In the data below, find every line with the word "UtcDateTime" and copy it out.

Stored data
⁂

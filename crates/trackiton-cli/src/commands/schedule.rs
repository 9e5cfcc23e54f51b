use crate::error::CliError;
use crate::output::{format_instant, Table};

use super::{CommandResult, Context};

pub async fn run(context: &Context) -> Result<CommandResult, CliError> {
    let status = context.dashboard.schedule_status().await;

    let last_fetch = status
        .last_fetch
        .map_or_else(|| String::from("never"), format_instant);
    let table = Table::default()
        .footer(format!("Last updated : {last_fetch}"))
        .footer(format!("Refresh due  : {}", if status.refresh_due { "yes" } else { "no" }))
        .footer(format!("Next update  : {}", format_instant(status.next_refresh)))
        .footer(format!("Schedule     : {}", status.triggers));

    Ok(CommandResult::ok(serde_json::to_value(&status)?, table))
}

#[cfg(test)]
mod tests {
    use trackiton_core::ScriptedHttpClient;

    use super::*;
    use crate::commands::test_support::{context, SERIES};

    #[tokio::test]
    async fn fresh_ledger_is_not_due() {
        let temp = tempfile::tempdir().expect("tempdir");
        let context = context(temp.path(), ScriptedHttpClient::new().respond("symbol=AAPL", SERIES));
        context.dashboard.refresh().await.expect("refresh");

        let result = run(&context).await.expect("schedule");

        assert_eq!(result.data["refreshDue"], false);
        assert_eq!(result.data["nextRefresh"], "2024-01-11T01:00:00Z");
        assert_eq!(result.table.footer[0], "Last updated : 2024-01-10 21:30 UTC");
    }

    #[tokio::test]
    async fn empty_store_is_due_now() {
        let temp = tempfile::tempdir().expect("tempdir");
        let context = context(temp.path(), ScriptedHttpClient::new());

        let result = run(&context).await.expect("schedule");

        assert_eq!(result.data["refreshDue"], true);
        assert_eq!(result.data["lastFetch"], serde_json::Value::Null);
    }
}
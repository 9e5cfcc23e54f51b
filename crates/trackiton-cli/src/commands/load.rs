use crate::error::CliError;

use super::{dashboard_result, CommandResult, Context};

pub async fn run(context: &Context) -> Result<CommandResult, CliError> {
    let state = context.dashboard.load().await?;
    dashboard_result(state)
}

#[cfg(test)]
mod tests {
    use trackiton_core::ScriptedHttpClient;

    use super::*;
    use crate::commands::test_support::{context, SERIES};

    #[tokio::test]
    async fn load_twice_fetches_once() {
        let temp = tempfile::tempdir().expect("tempdir");
        let first = context(temp.path(), ScriptedHttpClient::new().respond("symbol=AAPL", SERIES));
        let result = run(&first).await.expect("first load");
        assert_eq!(result.data["source"], "refreshed");

        let second = context(temp.path(), ScriptedHttpClient::new());
        let result = run(&second).await.expect("second load");

        assert_eq!(result.data["source"], "stored");
        assert_eq!(result.data["records"][0]["symbol"], "AAPL");
        assert_eq!(result.data["records"][0]["price"], 186.5);
    }
}
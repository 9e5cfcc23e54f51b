mod clear;
mod compare;
mod load;
mod refresh;
mod schedule;
mod select;
mod show;

use std::sync::Arc;

use serde_json::Value;
use tracing::debug;
use trackiton_core::{
    Clock, Dashboard, DashboardState, FileStore, HttpClient, RefreshSchedule, ReqwestHttpClient,
    StockService, SystemClock, TrackerConfig,
};

use crate::cli::{Cli, Command};
use crate::error::CliError;
use crate::output::{format_change, format_instant, format_price, Table};

pub struct CommandResult {
    pub data: Value,
    pub table: Table,
    pub warnings: Vec<String>,
}

impl CommandResult {
    pub fn ok(data: Value, table: Table) -> Self {
        Self {
            data,
            table,
            warnings: Vec::new(),
        }
    }

    pub fn with_warnings(mut self, warnings: Vec<String>) -> Self {
        self.warnings.extend(warnings);
        self
    }
}

/// Everything a command needs, wired from the global flags and the environment.
pub struct Context {
    pub config: TrackerConfig,
    pub dashboard: Dashboard<FileStore>,
}

impl Context {
    pub fn from_cli(cli: &Cli) -> Result<Self, CliError> {
        let config = config_from_cli(cli, TrackerConfig::from_env())?;
        Self::new(config, Arc::new(ReqwestHttpClient::new()), Arc::new(SystemClock))
    }

    pub fn new(
        config: TrackerConfig,
        http_client: Arc<dyn HttpClient>,
        clock: Arc<dyn Clock>,
    ) -> Result<Self, CliError> {
        config.validate()?;
        debug!(home = %config.home.display(), symbols = ?config.symbols, "resolved configuration");

        let store = FileStore::new(config.storage_dir());
        let service = StockService::new(config.clone(), http_client, clock.clone());
        let dashboard = Dashboard::new(service, store, clock);

        Ok(Self { config, dashboard })
    }
}

fn config_from_cli(cli: &Cli, mut config: TrackerConfig) -> Result<TrackerConfig, CliError> {
    if let Some(home) = &cli.home {
        config = config.with_home(home.clone());
    }
    if let Some(symbols) = &cli.symbols {
        config = config.with_symbols(symbols.iter().map(|symbol| symbol.trim().to_owned()));
    }
    if let Some(interval) = cli.interval {
        config = config.with_interval(interval);
    }
    if let Some(triggers) = &cli.triggers {
        config = config.with_schedule(RefreshSchedule::parse(triggers)?);
    }
    Ok(config.with_resolve_names(cli.resolve_names))
}

pub async fn run(cli: &Cli) -> Result<CommandResult, CliError> {
    let context = Context::from_cli(cli)?;
    execute(&cli.command, &context).await
}

pub async fn execute(command: &Command, context: &Context) -> Result<CommandResult, CliError> {
    match command {
        Command::Load => load::run(context).await,
        Command::Refresh => refresh::run(context).await,
        Command::Show(args) => show::run(args, context).await,
        Command::Schedule => schedule::run(context).await,
        Command::Compare => compare::run(context).await,
        Command::Select(args) => select::run(args, context).await,
        Command::Clear => clear::run(context).await,
    }
}

/// Card view shared by `load`, `refresh` and `show`.
fn cards_table(state: &DashboardState) -> Table {
    let mut table = Table::new(vec!["SYMBOL", "NAME", "PRICE", "CHANGE", "POINTS"]);
    for record in &state.records {
        table = table.row(vec![
            record.symbol().to_owned(),
            record.name().to_owned(),
            format_price(record.price()),
            format_change(record.change(), record.change_percent()),
            record.series().len().to_string(),
        ]);
    }

    if state.records.is_empty() {
        table = table.footer("No data available");
    }
    if let Some(fetched_at) = state.fetched_at {
        table = table.footer(format!("Last updated: {}", format_instant(fetched_at)));
    }
    table.footer(format!("Next update: {}", format_instant(state.next_refresh)))
}

fn dashboard_result(state: DashboardState) -> Result<CommandResult, CliError> {
    let table = cards_table(&state);
    let warnings = state.warnings.clone();
    Ok(CommandResult::ok(serde_json::to_value(&state)?, table).with_warnings(warnings))
}

#[cfg(test)]
mod tests {
    use clap::Parser;
    use time::macros::time;
    use trackiton_core::ValidationError;

    use super::*;

    fn parse(args: &[&str]) -> Cli {
        Cli::try_parse_from(args).expect("valid arguments")
    }

    #[test]
    fn triggers_flag_replaces_the_default_schedule() {
        let cli = parse(&["trackiton", "--triggers", "06:30,18:00", "schedule"]);

        let config = config_from_cli(&cli, TrackerConfig::default()).expect("valid config");

        assert_eq!(config.schedule.triggers(), [time!(06:30), time!(18:00)]);
    }

    #[test]
    fn malformed_trigger_is_a_validation_error() {
        let cli = parse(&["trackiton", "--triggers", "25:00", "schedule"]);

        let error = config_from_cli(&cli, TrackerConfig::default()).err().expect("invalid trigger");

        assert!(matches!(
            error,
            CliError::Validation(ValidationError::InvalidTriggerTime { .. })
        ));
        assert_eq!(error.exit_code(), 2);
    }

    #[test]
    fn flags_override_environment_defaults() {
        let cli = parse(&["trackiton", "--symbols", "MSFT, JPM", "--interval", "60min", "load"]);

        let config = config_from_cli(&cli, TrackerConfig::default()).expect("valid config");

        assert_eq!(config.symbols, ["MSFT", "JPM"]);
        assert_eq!(config.interval, trackiton_core::Interval::SixtyMinutes);
        assert_eq!(config.schedule, RefreshSchedule::default());
    }
}

#[cfg(test)]
pub(crate) mod test_support {
    use std::path::Path;
    use std::sync::Arc;
    use std::time::Duration;

    use trackiton_core::{ManualClock, RetryConfig, ScriptedHttpClient, TrackerConfig, UtcDateTime};

    use super::Context;

    pub const SERIES: &str = r#"{"Meta Data":{"2. Symbol":"AAPL"},"Time Series (5min)":{"2024-01-10 15:55:00":{"4. close":"185.00"},"2024-01-10 16:00:00":{"4. close":"186.50"}}}"#;

    pub fn context(home: &Path, client: ScriptedHttpClient) -> Context {
        context_for(home, client, &["AAPL"])
    }

    pub fn context_for(home: &Path, client: ScriptedHttpClient, symbols: &[&str]) -> Context {
        let config = TrackerConfig::default()
            .with_api_key("test-key")
            .with_symbols(symbols.iter().copied())
            .with_home(home)
            .with_retry(RetryConfig::no_retry())
            .with_symbol_delay(Duration::ZERO);
        let clock = ManualClock::new(UtcDateTime::parse("2024-01-10T21:30:00Z").expect("valid"));
        Context::new(config, Arc::new(client), Arc::new(clock)).expect("valid context")
    }
}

⁂

**THE COMPLETED TASK**
    use trackiton_core::{ManualClock, RetryConfig, ScriptedHttpClient, TrackerConfig, UtcDateTime};
        let clock = ManualClock::new(UtcDateTime::parse("2024-01-10T21:30:00Z").expect("valid"));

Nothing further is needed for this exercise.